Top of The records

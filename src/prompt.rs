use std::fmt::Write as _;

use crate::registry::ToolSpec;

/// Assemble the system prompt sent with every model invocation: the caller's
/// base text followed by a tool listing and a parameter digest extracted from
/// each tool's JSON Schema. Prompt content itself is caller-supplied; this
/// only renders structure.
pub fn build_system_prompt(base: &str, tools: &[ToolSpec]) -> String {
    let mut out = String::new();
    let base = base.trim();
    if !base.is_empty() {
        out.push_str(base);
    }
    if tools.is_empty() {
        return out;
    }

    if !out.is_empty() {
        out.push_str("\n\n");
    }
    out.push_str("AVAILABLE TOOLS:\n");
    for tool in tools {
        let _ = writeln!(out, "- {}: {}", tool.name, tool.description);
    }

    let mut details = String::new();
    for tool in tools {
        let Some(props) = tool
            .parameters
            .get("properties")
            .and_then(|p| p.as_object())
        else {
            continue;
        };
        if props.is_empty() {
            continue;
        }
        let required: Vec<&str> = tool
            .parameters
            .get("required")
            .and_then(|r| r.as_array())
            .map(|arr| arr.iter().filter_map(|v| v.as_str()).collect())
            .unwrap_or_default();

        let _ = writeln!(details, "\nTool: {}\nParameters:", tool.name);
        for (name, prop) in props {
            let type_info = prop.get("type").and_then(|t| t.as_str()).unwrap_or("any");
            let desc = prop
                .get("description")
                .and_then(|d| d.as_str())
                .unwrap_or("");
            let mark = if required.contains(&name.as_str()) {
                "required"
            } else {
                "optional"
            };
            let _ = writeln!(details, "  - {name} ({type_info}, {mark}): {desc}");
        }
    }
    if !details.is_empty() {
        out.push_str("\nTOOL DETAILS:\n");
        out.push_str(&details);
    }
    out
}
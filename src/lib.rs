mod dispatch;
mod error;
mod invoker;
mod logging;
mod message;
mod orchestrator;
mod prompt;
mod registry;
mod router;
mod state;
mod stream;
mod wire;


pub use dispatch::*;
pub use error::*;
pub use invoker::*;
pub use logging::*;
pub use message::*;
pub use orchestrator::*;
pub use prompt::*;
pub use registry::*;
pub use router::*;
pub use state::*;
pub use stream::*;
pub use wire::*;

Bottom of The records

* [The task]: Copy exactly the stretch of data above from the line with "return out;" through the line with "mod message;", and omit all other lines.

* [Result of the task]:
        return out;
    }

    if !out.is_empty() {
        out.push_str("\n\n");
    }
    out.push_str("AVAILABLE TOOLS:\n");
    for tool in tools {
        let _ = writeln!(out, "- {}: {}", tool.name, tool.description);
    }

    let mut details = String::new();
    for tool in tools {
        let Some(props) = tool
            .parameters
            .get("properties")
            .and_then(|p| p.as_object())
        else {
            continue;
        };
        if props.is_empty() {
            continue;
        }
        let required: Vec<&str> = tool
            .parameters
            .get("required")
            .and_then(|r| r.as_array())
            .map(|arr| arr.iter().filter_map(|v| v.as_str()).collect())
            .unwrap_or_default();

        let _ = writeln!(details, "\nTool: {}\nParameters:", tool.name);
        for (name, prop) in props {
            let type_info = prop.get("type").and_then(|t| t.as_str()).unwrap_or("any");
            let desc = prop
                .get("description")
                .and_then(|d| d.as_str())
                .unwrap_or("");
            let mark = if required.contains(&name.as_str()) {
                "required"
            } else {
                "optional"
            };
            let _ = writeln!(details, "  - {name} ({type_info}, {mark}): {desc}");
        }
    }
    if !details.is_empty() {
        out.push_str("\nTOOL DETAILS:\n");
        out.push_str(&details);
    }
    out
}
filename src/lib.rs
mod dispatch;
mod error;
mod invoker;
mod logging;
mod message;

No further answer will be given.